Exercise prompt: Take each line below that has "false" and copy it.

=== Excerpted records ===

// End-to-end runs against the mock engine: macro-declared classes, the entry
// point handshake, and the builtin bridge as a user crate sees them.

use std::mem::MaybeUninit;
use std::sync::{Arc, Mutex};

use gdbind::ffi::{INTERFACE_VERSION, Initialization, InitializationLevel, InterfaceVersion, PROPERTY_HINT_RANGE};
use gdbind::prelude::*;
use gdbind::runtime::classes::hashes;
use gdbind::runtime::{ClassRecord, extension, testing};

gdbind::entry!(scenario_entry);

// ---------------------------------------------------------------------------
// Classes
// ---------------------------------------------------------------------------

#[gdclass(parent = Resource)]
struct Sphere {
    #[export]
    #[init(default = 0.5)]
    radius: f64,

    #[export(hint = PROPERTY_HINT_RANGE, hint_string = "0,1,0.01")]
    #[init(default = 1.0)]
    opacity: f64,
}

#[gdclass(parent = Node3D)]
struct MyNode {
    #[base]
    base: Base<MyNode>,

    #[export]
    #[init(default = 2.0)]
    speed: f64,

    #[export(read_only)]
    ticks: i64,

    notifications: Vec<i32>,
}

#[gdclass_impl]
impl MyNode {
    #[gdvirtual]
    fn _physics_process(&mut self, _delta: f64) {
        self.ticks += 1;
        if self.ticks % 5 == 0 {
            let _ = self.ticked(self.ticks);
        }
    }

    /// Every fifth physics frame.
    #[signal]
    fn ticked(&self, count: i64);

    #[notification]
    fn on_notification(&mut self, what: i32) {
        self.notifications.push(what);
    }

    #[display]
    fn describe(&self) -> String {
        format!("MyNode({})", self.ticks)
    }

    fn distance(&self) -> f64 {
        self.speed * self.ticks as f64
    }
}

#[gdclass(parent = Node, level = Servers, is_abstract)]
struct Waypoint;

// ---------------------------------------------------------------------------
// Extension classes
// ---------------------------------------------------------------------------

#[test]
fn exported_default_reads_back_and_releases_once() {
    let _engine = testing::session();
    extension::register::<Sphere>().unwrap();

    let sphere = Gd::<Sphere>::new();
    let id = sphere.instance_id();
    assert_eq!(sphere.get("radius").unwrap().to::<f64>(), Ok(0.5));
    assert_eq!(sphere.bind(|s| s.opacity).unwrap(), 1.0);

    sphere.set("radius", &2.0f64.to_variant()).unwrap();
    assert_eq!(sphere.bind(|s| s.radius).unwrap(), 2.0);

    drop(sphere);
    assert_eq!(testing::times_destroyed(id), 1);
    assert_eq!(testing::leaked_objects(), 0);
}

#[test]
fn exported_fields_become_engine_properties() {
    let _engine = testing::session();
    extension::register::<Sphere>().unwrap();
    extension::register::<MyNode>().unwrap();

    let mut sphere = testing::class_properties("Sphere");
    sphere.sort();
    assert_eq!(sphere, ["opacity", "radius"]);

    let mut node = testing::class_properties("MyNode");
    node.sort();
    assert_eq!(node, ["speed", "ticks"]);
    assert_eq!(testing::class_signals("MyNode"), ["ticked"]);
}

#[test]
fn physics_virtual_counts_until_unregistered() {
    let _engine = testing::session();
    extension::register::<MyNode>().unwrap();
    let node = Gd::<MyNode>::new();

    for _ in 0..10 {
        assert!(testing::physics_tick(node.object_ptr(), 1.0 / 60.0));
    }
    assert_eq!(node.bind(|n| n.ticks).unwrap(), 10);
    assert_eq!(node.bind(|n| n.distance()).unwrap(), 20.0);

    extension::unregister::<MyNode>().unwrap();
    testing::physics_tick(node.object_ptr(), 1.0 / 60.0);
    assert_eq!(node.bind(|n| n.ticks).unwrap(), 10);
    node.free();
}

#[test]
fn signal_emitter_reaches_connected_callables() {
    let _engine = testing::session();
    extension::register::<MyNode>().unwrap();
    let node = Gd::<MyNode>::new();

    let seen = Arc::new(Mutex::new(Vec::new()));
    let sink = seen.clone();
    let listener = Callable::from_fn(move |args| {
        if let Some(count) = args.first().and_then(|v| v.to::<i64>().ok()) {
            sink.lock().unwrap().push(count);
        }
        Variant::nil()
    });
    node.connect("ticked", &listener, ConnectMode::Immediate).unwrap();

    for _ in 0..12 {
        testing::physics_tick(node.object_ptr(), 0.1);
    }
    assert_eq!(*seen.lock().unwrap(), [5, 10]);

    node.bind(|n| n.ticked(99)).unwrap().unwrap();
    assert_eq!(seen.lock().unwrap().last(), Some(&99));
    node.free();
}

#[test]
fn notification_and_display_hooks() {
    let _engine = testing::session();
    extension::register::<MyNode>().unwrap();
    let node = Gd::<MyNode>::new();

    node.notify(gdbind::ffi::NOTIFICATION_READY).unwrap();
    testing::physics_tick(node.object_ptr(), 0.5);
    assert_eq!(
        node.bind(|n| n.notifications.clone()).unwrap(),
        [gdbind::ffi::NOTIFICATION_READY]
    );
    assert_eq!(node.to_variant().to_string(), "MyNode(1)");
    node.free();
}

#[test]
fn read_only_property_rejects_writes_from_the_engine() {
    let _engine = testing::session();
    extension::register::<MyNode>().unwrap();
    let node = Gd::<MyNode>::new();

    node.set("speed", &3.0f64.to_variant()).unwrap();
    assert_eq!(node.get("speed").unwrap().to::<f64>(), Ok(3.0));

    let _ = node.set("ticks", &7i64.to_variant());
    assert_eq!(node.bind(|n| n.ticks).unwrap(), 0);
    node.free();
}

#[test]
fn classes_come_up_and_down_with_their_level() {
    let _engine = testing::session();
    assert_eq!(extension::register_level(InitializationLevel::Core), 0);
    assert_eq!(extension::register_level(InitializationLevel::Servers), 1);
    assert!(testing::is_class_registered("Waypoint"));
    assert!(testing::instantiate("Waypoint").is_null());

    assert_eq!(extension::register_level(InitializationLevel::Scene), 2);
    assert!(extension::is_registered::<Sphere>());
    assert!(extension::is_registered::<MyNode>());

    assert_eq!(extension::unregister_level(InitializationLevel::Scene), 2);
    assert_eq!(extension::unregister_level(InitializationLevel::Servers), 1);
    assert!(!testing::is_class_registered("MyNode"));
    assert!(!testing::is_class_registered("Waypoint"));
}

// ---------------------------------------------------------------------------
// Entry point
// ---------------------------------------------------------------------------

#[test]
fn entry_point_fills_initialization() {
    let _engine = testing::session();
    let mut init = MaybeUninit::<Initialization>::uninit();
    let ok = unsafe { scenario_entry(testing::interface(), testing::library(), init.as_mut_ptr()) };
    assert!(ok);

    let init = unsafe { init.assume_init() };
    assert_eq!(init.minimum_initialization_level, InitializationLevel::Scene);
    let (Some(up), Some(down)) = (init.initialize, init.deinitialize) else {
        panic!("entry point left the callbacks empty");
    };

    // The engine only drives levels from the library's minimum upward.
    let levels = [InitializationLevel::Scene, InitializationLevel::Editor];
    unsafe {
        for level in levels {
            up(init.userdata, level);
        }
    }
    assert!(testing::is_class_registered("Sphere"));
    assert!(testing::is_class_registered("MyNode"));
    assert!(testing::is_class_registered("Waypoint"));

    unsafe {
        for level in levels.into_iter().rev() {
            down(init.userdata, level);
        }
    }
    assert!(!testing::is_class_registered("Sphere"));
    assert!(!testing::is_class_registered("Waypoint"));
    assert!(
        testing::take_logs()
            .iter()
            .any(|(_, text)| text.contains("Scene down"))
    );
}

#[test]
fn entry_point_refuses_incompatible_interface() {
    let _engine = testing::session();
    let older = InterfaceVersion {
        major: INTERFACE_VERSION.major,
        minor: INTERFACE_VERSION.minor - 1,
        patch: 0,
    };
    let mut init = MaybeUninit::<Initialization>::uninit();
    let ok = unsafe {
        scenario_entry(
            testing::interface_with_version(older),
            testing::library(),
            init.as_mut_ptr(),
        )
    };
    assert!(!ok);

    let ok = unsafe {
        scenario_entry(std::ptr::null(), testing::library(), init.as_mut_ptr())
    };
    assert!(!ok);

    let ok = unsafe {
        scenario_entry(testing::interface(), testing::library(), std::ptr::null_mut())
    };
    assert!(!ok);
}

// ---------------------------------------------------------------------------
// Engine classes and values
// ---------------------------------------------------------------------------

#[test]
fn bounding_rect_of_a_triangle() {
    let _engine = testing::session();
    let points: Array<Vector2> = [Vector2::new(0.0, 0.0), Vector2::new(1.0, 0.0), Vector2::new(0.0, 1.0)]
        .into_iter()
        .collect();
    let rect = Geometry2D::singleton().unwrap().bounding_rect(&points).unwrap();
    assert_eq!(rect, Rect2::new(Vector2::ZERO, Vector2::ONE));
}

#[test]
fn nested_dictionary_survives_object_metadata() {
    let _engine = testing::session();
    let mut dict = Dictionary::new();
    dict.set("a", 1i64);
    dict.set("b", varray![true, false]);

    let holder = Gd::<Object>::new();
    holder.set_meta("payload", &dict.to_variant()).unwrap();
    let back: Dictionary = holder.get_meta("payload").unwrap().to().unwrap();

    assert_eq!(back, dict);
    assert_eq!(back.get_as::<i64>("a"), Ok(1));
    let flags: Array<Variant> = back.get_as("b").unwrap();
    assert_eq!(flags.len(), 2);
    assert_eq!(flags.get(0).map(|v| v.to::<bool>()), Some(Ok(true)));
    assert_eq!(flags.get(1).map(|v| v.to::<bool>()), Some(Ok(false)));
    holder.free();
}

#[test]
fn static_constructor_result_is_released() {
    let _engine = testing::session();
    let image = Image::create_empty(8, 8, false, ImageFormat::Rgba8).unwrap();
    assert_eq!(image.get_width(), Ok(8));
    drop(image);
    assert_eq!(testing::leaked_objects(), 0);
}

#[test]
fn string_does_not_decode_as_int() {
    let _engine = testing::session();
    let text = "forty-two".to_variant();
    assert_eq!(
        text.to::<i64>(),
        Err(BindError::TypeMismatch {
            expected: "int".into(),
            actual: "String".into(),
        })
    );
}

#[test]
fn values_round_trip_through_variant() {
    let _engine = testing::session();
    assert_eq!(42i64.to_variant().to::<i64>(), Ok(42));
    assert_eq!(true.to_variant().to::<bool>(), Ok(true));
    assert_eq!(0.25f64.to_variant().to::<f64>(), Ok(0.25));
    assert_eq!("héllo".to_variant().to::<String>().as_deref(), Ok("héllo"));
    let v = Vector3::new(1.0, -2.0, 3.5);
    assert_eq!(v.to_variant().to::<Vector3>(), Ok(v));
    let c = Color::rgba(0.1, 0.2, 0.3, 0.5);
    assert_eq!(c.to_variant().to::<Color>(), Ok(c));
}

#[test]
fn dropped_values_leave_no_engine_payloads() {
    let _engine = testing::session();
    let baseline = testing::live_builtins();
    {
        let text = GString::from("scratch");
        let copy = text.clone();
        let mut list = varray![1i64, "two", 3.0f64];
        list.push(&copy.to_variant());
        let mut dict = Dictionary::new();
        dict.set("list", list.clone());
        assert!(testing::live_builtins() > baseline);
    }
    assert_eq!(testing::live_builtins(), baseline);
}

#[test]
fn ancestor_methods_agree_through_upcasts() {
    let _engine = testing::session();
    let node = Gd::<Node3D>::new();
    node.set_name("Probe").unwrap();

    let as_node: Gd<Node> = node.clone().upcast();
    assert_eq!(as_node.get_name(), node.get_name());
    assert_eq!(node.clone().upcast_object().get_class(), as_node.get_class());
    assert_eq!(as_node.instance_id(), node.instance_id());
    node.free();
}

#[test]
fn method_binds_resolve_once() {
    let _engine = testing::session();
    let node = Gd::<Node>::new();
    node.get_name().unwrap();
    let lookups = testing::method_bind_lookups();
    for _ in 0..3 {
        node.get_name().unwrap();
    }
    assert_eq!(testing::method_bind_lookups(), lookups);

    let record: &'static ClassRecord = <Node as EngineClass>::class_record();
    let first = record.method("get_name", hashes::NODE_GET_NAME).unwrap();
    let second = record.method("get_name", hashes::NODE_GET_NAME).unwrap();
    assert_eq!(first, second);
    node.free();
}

===
=== Excerpted records ===

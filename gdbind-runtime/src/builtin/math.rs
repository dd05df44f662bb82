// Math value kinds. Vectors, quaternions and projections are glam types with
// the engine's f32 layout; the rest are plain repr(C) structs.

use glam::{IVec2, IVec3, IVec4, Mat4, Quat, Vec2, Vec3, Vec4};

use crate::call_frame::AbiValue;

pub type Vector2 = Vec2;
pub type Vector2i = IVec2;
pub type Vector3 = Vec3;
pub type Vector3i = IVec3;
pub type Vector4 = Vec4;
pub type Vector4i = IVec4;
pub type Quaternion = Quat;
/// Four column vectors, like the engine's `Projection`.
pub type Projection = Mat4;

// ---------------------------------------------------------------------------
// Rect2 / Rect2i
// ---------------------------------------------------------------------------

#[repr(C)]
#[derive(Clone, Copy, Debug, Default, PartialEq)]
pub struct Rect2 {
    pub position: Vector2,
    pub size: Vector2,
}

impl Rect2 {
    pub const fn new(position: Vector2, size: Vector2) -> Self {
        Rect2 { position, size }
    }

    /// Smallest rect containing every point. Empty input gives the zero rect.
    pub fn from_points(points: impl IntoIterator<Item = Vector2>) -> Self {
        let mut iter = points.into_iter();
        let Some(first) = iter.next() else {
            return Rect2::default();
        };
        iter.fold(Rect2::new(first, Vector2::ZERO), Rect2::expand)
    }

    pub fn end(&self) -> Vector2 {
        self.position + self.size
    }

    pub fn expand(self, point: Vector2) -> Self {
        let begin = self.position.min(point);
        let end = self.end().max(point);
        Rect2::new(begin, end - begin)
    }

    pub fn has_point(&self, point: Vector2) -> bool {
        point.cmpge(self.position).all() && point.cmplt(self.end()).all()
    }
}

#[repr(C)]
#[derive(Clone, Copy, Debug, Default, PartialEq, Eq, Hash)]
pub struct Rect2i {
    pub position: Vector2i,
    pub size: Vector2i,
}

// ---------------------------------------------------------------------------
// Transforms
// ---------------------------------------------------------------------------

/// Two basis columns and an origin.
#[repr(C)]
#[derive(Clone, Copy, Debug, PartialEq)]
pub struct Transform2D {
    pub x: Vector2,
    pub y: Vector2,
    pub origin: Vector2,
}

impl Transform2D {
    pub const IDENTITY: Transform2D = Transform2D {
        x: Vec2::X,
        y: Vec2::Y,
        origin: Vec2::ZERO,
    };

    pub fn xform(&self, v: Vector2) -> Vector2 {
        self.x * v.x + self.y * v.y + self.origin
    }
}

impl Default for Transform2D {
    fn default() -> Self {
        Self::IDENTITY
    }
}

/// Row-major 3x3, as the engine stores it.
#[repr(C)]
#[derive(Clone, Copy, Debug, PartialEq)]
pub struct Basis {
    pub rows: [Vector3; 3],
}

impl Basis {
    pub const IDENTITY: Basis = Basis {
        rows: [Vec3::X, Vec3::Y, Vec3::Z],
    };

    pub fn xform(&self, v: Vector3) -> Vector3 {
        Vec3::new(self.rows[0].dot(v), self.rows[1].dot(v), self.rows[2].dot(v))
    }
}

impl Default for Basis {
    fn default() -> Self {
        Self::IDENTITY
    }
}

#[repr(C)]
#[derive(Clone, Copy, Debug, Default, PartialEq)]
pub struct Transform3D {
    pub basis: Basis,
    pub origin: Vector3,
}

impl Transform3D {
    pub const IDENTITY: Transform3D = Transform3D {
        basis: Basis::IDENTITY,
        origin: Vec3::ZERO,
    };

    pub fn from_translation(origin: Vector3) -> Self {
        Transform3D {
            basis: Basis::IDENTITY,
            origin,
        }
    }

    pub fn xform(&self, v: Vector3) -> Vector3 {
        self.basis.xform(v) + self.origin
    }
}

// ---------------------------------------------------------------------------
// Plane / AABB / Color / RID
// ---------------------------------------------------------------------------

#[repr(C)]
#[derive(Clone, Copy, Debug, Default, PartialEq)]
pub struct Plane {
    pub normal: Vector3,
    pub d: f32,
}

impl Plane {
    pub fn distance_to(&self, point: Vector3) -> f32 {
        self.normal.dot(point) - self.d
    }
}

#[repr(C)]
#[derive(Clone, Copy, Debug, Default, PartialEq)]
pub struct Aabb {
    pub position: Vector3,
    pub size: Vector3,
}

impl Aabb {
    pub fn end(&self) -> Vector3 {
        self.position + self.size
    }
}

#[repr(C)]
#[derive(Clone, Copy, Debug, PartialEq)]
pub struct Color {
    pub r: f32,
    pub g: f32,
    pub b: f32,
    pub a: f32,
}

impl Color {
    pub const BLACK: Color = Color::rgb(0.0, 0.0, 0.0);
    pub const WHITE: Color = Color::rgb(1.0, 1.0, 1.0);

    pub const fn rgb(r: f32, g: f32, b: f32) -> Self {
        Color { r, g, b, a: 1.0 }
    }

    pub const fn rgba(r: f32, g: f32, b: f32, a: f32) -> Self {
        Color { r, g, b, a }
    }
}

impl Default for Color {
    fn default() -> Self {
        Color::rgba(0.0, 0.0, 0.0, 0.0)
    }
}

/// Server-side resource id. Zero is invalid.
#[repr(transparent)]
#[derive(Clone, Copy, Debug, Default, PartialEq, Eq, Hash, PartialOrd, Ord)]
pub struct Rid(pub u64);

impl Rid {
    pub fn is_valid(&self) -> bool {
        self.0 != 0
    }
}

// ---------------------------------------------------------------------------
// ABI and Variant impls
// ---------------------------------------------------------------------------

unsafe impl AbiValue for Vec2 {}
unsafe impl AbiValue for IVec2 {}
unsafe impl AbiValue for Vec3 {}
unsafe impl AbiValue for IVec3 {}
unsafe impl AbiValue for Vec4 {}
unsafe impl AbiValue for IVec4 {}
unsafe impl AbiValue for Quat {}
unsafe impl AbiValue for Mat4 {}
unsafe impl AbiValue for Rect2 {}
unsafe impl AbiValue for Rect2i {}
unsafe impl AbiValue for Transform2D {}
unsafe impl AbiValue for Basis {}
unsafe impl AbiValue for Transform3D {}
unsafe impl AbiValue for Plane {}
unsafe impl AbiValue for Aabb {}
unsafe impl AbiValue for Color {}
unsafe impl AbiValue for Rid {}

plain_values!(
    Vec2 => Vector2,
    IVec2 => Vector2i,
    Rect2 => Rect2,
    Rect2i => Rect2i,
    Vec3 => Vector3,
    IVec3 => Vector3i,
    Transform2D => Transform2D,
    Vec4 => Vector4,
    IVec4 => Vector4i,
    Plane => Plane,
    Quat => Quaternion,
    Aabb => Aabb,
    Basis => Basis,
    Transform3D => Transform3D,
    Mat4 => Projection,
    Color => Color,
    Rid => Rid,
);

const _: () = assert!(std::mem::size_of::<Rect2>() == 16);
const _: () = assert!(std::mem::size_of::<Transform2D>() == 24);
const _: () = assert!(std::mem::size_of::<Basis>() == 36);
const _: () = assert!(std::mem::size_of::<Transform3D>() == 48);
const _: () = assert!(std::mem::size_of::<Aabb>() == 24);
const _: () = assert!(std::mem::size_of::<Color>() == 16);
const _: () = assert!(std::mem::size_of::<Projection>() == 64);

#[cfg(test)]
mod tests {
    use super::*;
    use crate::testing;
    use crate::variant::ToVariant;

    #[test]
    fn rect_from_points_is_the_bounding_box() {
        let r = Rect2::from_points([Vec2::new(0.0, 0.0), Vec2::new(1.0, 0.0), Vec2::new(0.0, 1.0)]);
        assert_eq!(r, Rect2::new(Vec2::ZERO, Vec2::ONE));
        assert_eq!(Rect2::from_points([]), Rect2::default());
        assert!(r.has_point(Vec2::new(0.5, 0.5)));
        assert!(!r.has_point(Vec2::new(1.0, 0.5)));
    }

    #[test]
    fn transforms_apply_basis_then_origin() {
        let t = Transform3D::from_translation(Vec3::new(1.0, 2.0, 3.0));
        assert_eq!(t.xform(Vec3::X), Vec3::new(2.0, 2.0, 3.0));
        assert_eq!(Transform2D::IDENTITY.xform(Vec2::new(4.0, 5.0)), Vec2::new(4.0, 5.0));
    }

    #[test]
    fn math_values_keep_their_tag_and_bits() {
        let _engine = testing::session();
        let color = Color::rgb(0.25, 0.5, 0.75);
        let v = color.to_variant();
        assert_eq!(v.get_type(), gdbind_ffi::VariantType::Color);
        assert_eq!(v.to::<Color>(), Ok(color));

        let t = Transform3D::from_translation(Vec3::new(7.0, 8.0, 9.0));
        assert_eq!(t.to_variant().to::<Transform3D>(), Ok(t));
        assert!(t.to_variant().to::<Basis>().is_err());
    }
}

===

Solution for this problem:
    dict.set("b", varray![true, false]);
    assert_eq!(flags.get(1).map(|v| v.to::<bool>()), Some(Ok(false)));
    let image = Image::create_empty(8, 8, false, ImageFormat::Rgba8).unwrap();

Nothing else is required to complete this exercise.